> _EXERCISE PROMPT_
Reproduce the data shown below exactly.

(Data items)
■ ■ ■ ■
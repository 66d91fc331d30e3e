use parking_lot::RwLock;
use std::collections::HashMap;
use std::hash::Hash;
use std::sync::Arc;

use crate::Error;

/// Shared cache of resolved values, keyed by request.
pub struct Cache<K, T: ?Sized> {
	index: RwLock<HashMap<K, Arc<T>>>,
}

impl<K, T: ?Sized> Default for Cache<K, T> {
	fn default() -> Self {
		Self {
			index: RwLock::new(HashMap::new()),
		}
	}
}

impl<K: Eq + Hash + Clone, T: ?Sized> Cache<K, T> {
	pub fn get(&self, key: &K) -> Option<Arc<T>> {
		self.index.read().get(key).cloned()
	}

	/// Stores `value`, unless a value was stored for `key` in the meantime,
	/// and returns the stored value.
	pub fn set(&self, key: K, value: Arc<T>) -> Arc<T> {
		self.index.write().entry(key).or_insert(value).clone()
	}

	/// Returns the cached value or initializes it.
	///
	/// No lock is held while `init` runs, so `init` may use the cache.
	pub fn get_or_insert(
		&self,
		key: &K,
		init: impl FnOnce() -> Result<Arc<T>, Error>,
	) -> Result<Arc<T>, Error> {
		match self.get(key) {
			Some(value) => Ok(value),
			None => Ok(self.set(key.clone(), init()?)),
		}
	}
}

#[cfg(test)]
mod tests {
	use super::*;

	#[test]
	fn first_stored_value_wins() {
		let cache: Cache<u32, str> = Cache::default();
		let a = cache.set(1, Arc::from("a"));
		let b = cache.set(1, Arc::from("b"));

		assert!(Arc::ptr_eq(&a, &b));
		assert_eq!(cache.get(&1).as_deref(), Some("a"));
	}

	#[test]
	fn initializer_may_reenter_the_cache() {
		let cache: Cache<u32, str> = Cache::default();
		let value = cache
			.get_or_insert(&2, || {
				let inner = cache.get_or_insert(&1, || Ok(Arc::from("inner")))?;
				Ok(Arc::from(format!("outer({inner})").as_str()))
			})
			.unwrap();

		assert_eq!(&*value, "outer(inner)");
		assert_eq!(cache.get(&1).as_deref(), Some("inner"));
	}

	#[test]
	fn failed_initialization_is_not_cached() {
		let cache: Cache<u32, str> = Cache::default();
		assert!(cache.get_or_insert(&1, || Err(Error::MissingData)).is_err());
		assert!(cache.get(&1).is_none());
	}
}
■ ■ ■ ■
> _WRITTEN SOLUTION_
repository 66d91fc331d30e3e
use parking_lot::RwLock;
use std::collections::HashMap;
use std::hash::Hash;
use std::sync::Arc;

use crate::Error;

/// Shared cache of resolved values, keyed by request.
pub struct Cache<K, T: ?Sized> {
	index: RwLock<HashMap<K, Arc<T>>>,
}

impl<K, T: ?Sized> Default for Cache<K, T> {
	fn default() -> Self {
		Self {
			index: RwLock::new(HashMap::new()),
		}
	}
}

impl<K: Eq + Hash + Clone, T: ?Sized> Cache<K, T> {
	pub fn get(&self, key: &K) -> Option<Arc<T>> {
		self.index.read().get(key).cloned()
	}

	/// Stores `value`, unless a value was stored for `key` in the meantime,
	/// and returns the stored value.
	pub fn set(&self, key: K, value: Arc<T>) -> Arc<T> {
		self.index.write().entry(key).or_insert(value).clone()
	}

	/// Returns the cached value or initializes it.
	///
	/// No lock is held while `init` runs, so `init` may use the cache.
	pub fn get_or_insert(
		&self,
		key: &K,
		init: impl FnOnce() -> Result<Arc<T>, Error>,
	) -> Result<Arc<T>, Error> {
		match self.get(key) {
			Some(value) => Ok(value),
			None => Ok(self.set(key.clone(), init()?)),
		}
	}
}

#[cfg(test)]
mod tests {
	use super::*;

	#[test]
	fn first_stored_value_wins() {
		let cache: Cache<u32, str> = Cache::default();
		let a = cache.set(1, Arc::from("a"));
		let b = cache.set(1, Arc::from("b"));

		assert!(Arc::ptr_eq(&a, &b));
		assert_eq!(cache.get(&1).as_deref(), Some("a"));
	}

	#[test]
	fn initializer_may_reenter_the_cache() {
		let cache: Cache<u32, str> = Cache::default();
		let value = cache
			.get_or_insert(&2, || {
				let inner = cache.get_or_insert(&1, || Ok(Arc::from("inner")))?;
				Ok(Arc::from(format!("outer({inner})").as_str()))
			})
			.unwrap();

		assert_eq!(&*value, "outer(inner)");
		assert_eq!(cache.get(&1).as_deref(), Some("inner"));
	}

	#[test]
	fn failed_initialization_is_not_cached() {
		let cache: Cache<u32, str> = Cache::default();
		assert!(cache.get_or_insert(&1, || Err(Error::MissingData)).is_err());
		assert!(cache.get(&1).is_none());
	}
}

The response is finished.